Want to use a different model? Update the LLAMAFILE_URL and LLAMAFILE_NAME build args:

docker build --build-arg LLAMAFILE_URL="https://huggingface.co/Mozilla/Mixtral-8x7B-Instruct-v0.1-llamafile/resolve/main/mixtral-8x7b-instruct-v0.1.Q4_0.llamafile" LLAMAFILE_NAME="mixtral-8x7b-instruct-v0.1.Q4_0.llamafile" -t custom-llamafile-docker .

Want persistent logs? Mount a volume:

docker run -p 1111:1111 -v $(pwd)/logs:/logs llama-localfile-docker

Why Not Ollama or Other Solutions?

Tools like Ollama, LM Studio, or text-generation-inference are great, but they usually involve more setup work than dropping a single executable into a container.

Ollama, for example, requires installing a host-level service, managing model pulls, and dealing with platform-specific quirks.
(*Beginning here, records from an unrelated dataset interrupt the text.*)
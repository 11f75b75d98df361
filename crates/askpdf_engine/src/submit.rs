use std::time::Duration;

use askpdf_logging::{askpdf_info, askpdf_warn, preview};
use serde::Deserialize;
use url::Url;

use crate::form::{build_form, load_parts};
use crate::{EngineError, FailureKind, QueryAnswer, QueryRequest, SubmitError};

#[derive(Debug, Clone)]
pub struct SubmitSettings {
    pub backend_url: Url,
    pub connect_timeout: Duration,
    /// No overall deadline unless set; answers can take minutes.
    pub request_timeout: Option<Duration>,
}

impl SubmitSettings {
    pub fn new(backend_url: Url) -> Self {
        Self {
            backend_url,
            connect_timeout: Duration::from_secs(30),
            request_timeout: None,
        }
    }
}

#[async_trait::async_trait]
pub trait Submitter: Send + Sync {
    async fn submit(&self, request: &QueryRequest) -> Result<QueryAnswer, SubmitError>;
}

#[derive(Debug, Deserialize)]
struct QueryResponse {
    result: String,
}

#[derive(Debug, Clone)]
pub struct ReqwestSubmitter {
    settings: SubmitSettings,
    client: reqwest::Client,
}

impl ReqwestSubmitter {
    pub fn new(settings: SubmitSettings) -> Result<Self, EngineError> {
        let mut builder = reqwest::Client::builder().connect_timeout(settings.connect_timeout);
        if let Some(timeout) = settings.request_timeout {
            builder = builder.timeout(timeout);
        }
        let client = builder
            .build()
            .map_err(|err| EngineError::HttpClient(err.to_string()))?;
        Ok(Self { settings, client })
    }
}

#[async_trait::async_trait]
impl Submitter for ReqwestSubmitter {
    async fn submit(&self, request: &QueryRequest) -> Result<QueryAnswer, SubmitError> {
        let url = &self.settings.backend_url;
        if !matches!(url.scheme(), "http" | "https") {
            return Err(SubmitError::new(
                FailureKind::InvalidUrl,
                format!("unsupported scheme {}", url.scheme()),
            ));
        }

        let parts = load_parts(&request.files).await?;
        let total_bytes: usize = parts.iter().map(|part| part.bytes.len()).sum();
        let form = build_form(parts, &request.query)?;

        askpdf_info!(
            "POST {} files={} bytes={} query={}",
            url,
            request.files.len(),
            total_bytes,
            preview(&request.query, 80)
        );

        let response = self
            .client
            .post(url.clone())
            .multipart(form)
            .send()
            .await
            .map_err(map_reqwest_error)?;

        // The body decides the outcome; a non-2xx reply that still carries a
        // `result` is shown like any other answer.
        let status = response.status();
        if !status.is_success() {
            askpdf_warn!("Backend replied with status {}", status);
        }

        let body = response.bytes().await.map_err(map_reqwest_error)?;
        let decoded: QueryResponse = serde_json::from_slice(&body)
            .map_err(|err| SubmitError::new(FailureKind::Decode, err.to_string()))?;

        askpdf_info!(
            "Answer received status={} chars={}",
            status.as_u16(),
            decoded.result.chars().count()
        );
        Ok(QueryAnswer {
            result: decoded.result,
        })
    }
}

fn map_reqwest_error(err: reqwest::Error) -> SubmitError {
    if err.is_timeout() {
        return SubmitError::new(FailureKind::Timeout, err.to_string());
    }
    if err.is_decode() {
        return SubmitError::new(FailureKind::Decode, err.to_string());
    }
    SubmitError::new(FailureKind::Network, err.to_string())
}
If you want to ship Ollama inside Docker, you either run it privileged, mount volumes, or build large images that depend on the full Ollama runtime layer.

Conclusion

By wrapping a Llamafile in Docker, we've eliminated environment setup entirely. You can now deploy this image to a Kubernetes cluster, a friend's laptop, or a cloud VM without worrying about Python versions or CUDA drivers. It just works; build once, run anywhere!